2.5.5 Considering reduction of job distribution delay

When a job is distributed simultaneously from the manager host to multiple execution agents, if a communication failure has occurred on three or more of those agents, job distribution to the other execution agents might be delayed. When this occurs, the manager host can check the status of communication with each execution agent to suppress job distribution to execution agents on which a communication failure has occurred. As a result, delays in job distribution can be reduced. In JP1/AJS3, this function is called job distribution delay reduction function.

For details about how to enable the job distribution delay reduction function, see 21.5 Setting up the job distribution delay reduction function in the JP1/Automatic Job Management System 3 Configuration Guide.

Organization of this subsection

(1) Overview of the job distribution delay reduction function
(2) Jobs subject to job distribution delay reduction
(3) Monitoring interval of the job distribution delay reduction function
(4) Forcibly terminating a job when the job distribution delay reduction function is used
(5) When you want to stop an execution agent for a scheduled purpose
(6) Relationship between the job transfer restriction and the job distribution delay reduction function
(7) Note on the job distribution delay reduction function

(1) Overview of the job distribution delay reduction function

If the job distribution delay reduction function is enabled, the manager host manages the status of each execution agent. The following table describes the statuses of execution agents.

Table 2‒42: List of statuses of execution agents
No.	Status	Description
1	Not checked	The status of the execution agent has not been identified yet. Job distribution to the execution agent is possible.
2	Connectable	The manager host can normally communicate with the execution agent. Job distribution to the execution agent is possible.
3	Unconnectable	The execution agent cannot receive jobs because a communication failure has occurred. Job distribution to the execution agent is not possible. (Jobs to be distributed to this execution agent enter the Queuing status on the manager host.)
4	Unavailable	Job distribution to the execution agent is explicitly suppressed by using the `ajsagtalt` command. Job distribution to the execution agent is not possible. (Jobs to be distributed to this execution agent enter the Queuing status on the manager host.)

When no communication failures have been detected on any execution hosts, the manager host assumes the status of each execution agent to be Not checked (the default status). The manager host distributes a job to execution agents with the Not checked status.

Upon detecting a failure in communication with an execution agent, the manager host starts monitoring the status of the execution agents. The following describes the status transitions of execution agents:

The manager host checks the communication status of execution agents whose status is Not checked or Connectable and for which jobs are queuing, as well as the communication status of execution agents whose status is Not checked or Connectable and that are connected to a group of execution agents for which jobs are queuing. This is called the communication status check.

The status of the execution agents changes to one of the following according to the result of the communication status check:
- Connectable
- Unconnectable

The manager host distributes the job to the execution agents for which the status is Connectable, and does not distribute the job to the execution agents for which the status is Unconnectable.

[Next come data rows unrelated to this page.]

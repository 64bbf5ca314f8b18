use serde::{Deserialize, Serialize};

use crate::domain::common::lenient::{optional_string_or_number, string_or_number};
use crate::domain::common::AggregateRoot;
use crate::shared::report::Reportable;
use crate::shared::search::Searchable;
use crate::shared::validation::{self, FieldError};

/// Options offered by the gender select
pub const GENDERS: &[&str] = &["Male", "Female", "Other"];

// ============================================================================
// Aggregate Root
// ============================================================================

/// Сотрудник салона, как его отдаёт backend
#[derive(Debug, Clone, PartialEq, Eq, Default, Serialize, Deserialize)]
pub struct Employee {
    #[serde(
        rename = "_id",
        default,
        deserialize_with = "optional_string_or_number",
        skip_serializing_if = "Option::is_none"
    )]
    pub id: Option<String>,

    #[serde(rename = "EmpID", default, deserialize_with = "string_or_number")]
    pub emp_id: String,

    #[serde(rename = "FirstName", default, deserialize_with = "string_or_number")]
    pub first_name: String,

    #[serde(rename = "LastName", default, deserialize_with = "string_or_number")]
    pub last_name: String,

    #[serde(rename = "Age", default, deserialize_with = "string_or_number")]
    pub age: String,

    #[serde(rename = "Gender", default, deserialize_with = "string_or_number")]
    pub gender: String,

    #[serde(rename = "ContactNo", default, deserialize_with = "string_or_number")]
    pub contact_no: String,

    #[serde(rename = "Email", default, deserialize_with = "string_or_number")]
    pub email: String,
}

impl Employee {
    pub fn display_name(&self) -> String {
        format!("{} {}", self.first_name, self.last_name)
            .trim()
            .to_string()
    }
}

impl AggregateRoot for Employee {
    fn id(&self) -> Option<&str> {
        self.id.as_deref()
    }

    fn aggregate_index() -> &'static str {
        "a001"
    }

    fn entity_key() -> &'static str {
        "employee"
    }

    fn collection_name() -> &'static str {
        "employees"
    }

    fn element_name() -> &'static str {
        "Employee"
    }

    fn list_name() -> &'static str {
        "Employees"
    }
}

impl Searchable for Employee {
    fn search_values(&self) -> Vec<String> {
        vec![
            self.id.clone().unwrap_or_default(),
            self.emp_id.clone(),
            self.first_name.clone(),
            self.last_name.clone(),
            self.age.clone(),
            self.gender.clone(),
            self.contact_no.clone(),
            self.email.clone(),
        ]
    }
}

impl Reportable for Employee {
    fn report_entity() -> &'static str {
        "Employee"
    }

    fn report_columns() -> &'static [&'static str] {
        &[
            "Employee No",
            "First Name",
            "Last Name",
            "Age",
            "Gender",
            "Contact No",
            "Email",
        ]
    }

    fn report_cells(&self) -> Vec<String> {
        vec![
            self.emp_id.clone(),
            self.first_name.clone(),
            self.last_name.clone(),
            self.age.clone(),
            self.gender.clone(),
            self.contact_no.clone(),
            self.email.clone(),
        ]
    }
}

// ============================================================================
// Forms / DTOs
// ============================================================================

/// Payload for `POST /employees` and `PUT /employees/{id}`
#[derive(Debug, Clone, PartialEq, Eq, Serialize, Deserialize)]
pub struct EmployeeDto {
    #[serde(rename = "FirstName")]
    pub first_name: String,

    #[serde(rename = "LastName")]
    pub last_name: String,

    #[serde(rename = "Age")]
    pub age: u32,

    #[serde(rename = "Gender")]
    pub gender: String,

    #[serde(rename = "ContactNo")]
    pub contact_no: String,

    #[serde(rename = "Email")]
    pub email: String,
}

/// Raw text of the employee form, as typed
#[derive(Debug, Clone, PartialEq, Eq, Default, Serialize, Deserialize)]
pub struct EmployeeForm {
    pub first_name: String,
    pub last_name: String,
    pub age: String,
    pub gender: String,
    pub contact_no: String,
    pub email: String,
}

impl EmployeeForm {
    pub fn from_record(employee: &Employee) -> Self {
        Self {
            first_name: employee.first_name.clone(),
            last_name: employee.last_name.clone(),
            age: employee.age.clone(),
            gender: employee.gender.clone(),
            contact_no: employee.contact_no.clone(),
            email: employee.email.clone(),
        }
    }

    /// Validates in form order and builds the request payload.
    pub fn validate(&self) -> Result<EmployeeDto, FieldError> {
        validation::require("First Name", &self.first_name)?;
        validation::require("Last Name", &self.last_name)?;
        let age = validation::parse_age(&self.age)?;
        validation::require("Gender", &self.gender)?;
        validation::validate_contact_no(&self.contact_no)?;
        validation::validate_email(&self.email)?;

        Ok(EmployeeDto {
            first_name: self.first_name.clone(),
            last_name: self.last_name.clone(),
            age,
            gender: self.gender.clone(),
            contact_no: self.contact_no.clone(),
            email: self.email.clone(),
        })
    }
}

#[cfg(test)]
mod tests {
    use super::*;
    use crate::shared::envelope::{decode_collection, Collection};
    use crate::shared::search::filter_records;

    fn valid_form() -> EmployeeForm {
        EmployeeForm {
            first_name: "Nimal".into(),
            last_name: "Perera".into(),
            age: "29".into(),
            gender: "Male".into(),
            contact_no: "0771234567".into(),
            email: "nimal@salon.lk".into(),
        }
    }

    #[test]
    fn test_decode_backend_payload() {
        let body = r#"{"count":1,"data":[{"_id":"65f0c0ffee","EmpID":"E001","FirstName":"Nimal","LastName":"Perera","Age":29,"Gender":"Male","ContactNo":"0771234567","Email":"nimal@salon.lk","__v":0}]}"#;
        let records = match decode_collection::<Employee>(body).unwrap() {
            Collection::Records(records) => records,
            other => panic!("unexpected {:?}", other),
        };
        assert_eq!(records.len(), 1);
        let e = &records[0];
        assert_eq!(e.id.as_deref(), Some("65f0c0ffee"));
        assert_eq!(e.age, "29");
        assert_eq!(e.display_name(), "Nimal Perera");
    }

    #[test]
    fn test_valid_form_builds_payload() {
        let dto = valid_form().validate().unwrap();
        assert_eq!(dto.age, 29);
        let json = serde_json::to_value(&dto).unwrap();
        assert_eq!(json["FirstName"], "Nimal");
        assert_eq!(json["Age"], 29);
        assert!(json.get("_id").is_none());
    }

    #[test]
    fn test_validation_order_and_messages() {
        let mut form = EmployeeForm::default();
        assert_eq!(form.validate().unwrap_err().to_string(), "First Name is required!");

        form = EmployeeForm { age: "abc".into(), ..valid_form() };
        assert_eq!(
            form.validate().unwrap_err().to_string(),
            "Age must be a valid positive number!"
        );

        form = EmployeeForm { gender: " ".into(), ..valid_form() };
        assert_eq!(form.validate().unwrap_err().to_string(), "Gender is required!");

        form = EmployeeForm { contact_no: "12345".into(), ..valid_form() };
        assert_eq!(
            form.validate().unwrap_err().to_string(),
            "Contact No must be a valid 10-digit number!"
        );

        form = EmployeeForm { email: "nimal.salon.lk".into(), ..valid_form() };
        assert_eq!(form.validate().unwrap_err().field(), "Email");
    }

    #[test]
    fn test_round_trip_through_edit_form() {
        let employee = Employee {
            id: Some("1".into()),
            emp_id: "E001".into(),
            first_name: "Kumari".into(),
            last_name: "Silva".into(),
            age: "31".into(),
            gender: "Female".into(),
            contact_no: "0711111111".into(),
            email: "kumari@salon.lk".into(),
        };
        let form = EmployeeForm::from_record(&employee);
        assert_eq!(form.validate().unwrap().age, 31);
    }

    #[test]
    fn test_search_and_report_cells() {
        let employees = vec![
            Employee { emp_id: "E001".into(), first_name: "Nimal".into(), ..Default::default() },
            Employee { emp_id: "E002".into(), first_name: "Kumari".into(), ..Default::default() },
        ];
        let found = filter_records(&employees, "kum");
        assert_eq!(found.len(), 1);
        assert_eq!(found[0].emp_id, "E002");

        assert_eq!(
            employees[0].report_cells().len(),
            Employee::report_columns().len()
        );
    }

    #[test]
    fn test_paths() {
        assert_eq!(Employee::full_name(), "a001_employee");
        assert_eq!(Employee::collection_path(), "/employees");
        assert_eq!(Employee::record_path("42"), "/employees/42");
    }
}
pub mod app;
pub mod domain;
pub mod layout;
pub mod routes;
pub mod shared;

use wasm_bindgen::prelude::wasm_bindgen;

#[wasm_bindgen]
pub fn hydrate() {
    // initializes logging using the `log` crate
    _ = console_log::init_with_level(log::Level::Debug);
    console_error_panic_hook::set_once();

    leptos::mount::mount_to_body(app::App);
}

#[wasm_bindgen(start)]
pub fn start() {
    hydrate();
}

The job distributed to Connectable execution agents is executed on the execution agents. One hour after the status of an execution agent changes to Connectable, the status changes to Not checked.

A job that could not be distributed to an execution agent for which the status is Unconnectable remains queuing, and waits for the communication failure on the execution agent to be corrected. If an execution agent has not recovered when the wait time for error recovery elapses^#(in the case of the event job, even if the retransmission of the unreported information is complete), the job status changes to Failed to start.

#: For details about the wait time for error recovery of agents, see 6.2.12 Changing the wait time for recovery when an agent has failed in the JP1/Automatic Job Management System 3 Configuration Guide (for Windows) or see 15.2.12 Changing the wait time for recovery when an agent has failed in the JP1/Automatic Job Management System 3 Configuration Guide (for UNIX).

The following figure shows an overview of distributing a job according to the status of execution agents.

Figure 2‒51: Distribution of a job according to the status of execution agents

The manager host periodically polls Unconnectable execution agents to check the connection status. This is called the communication recovery check.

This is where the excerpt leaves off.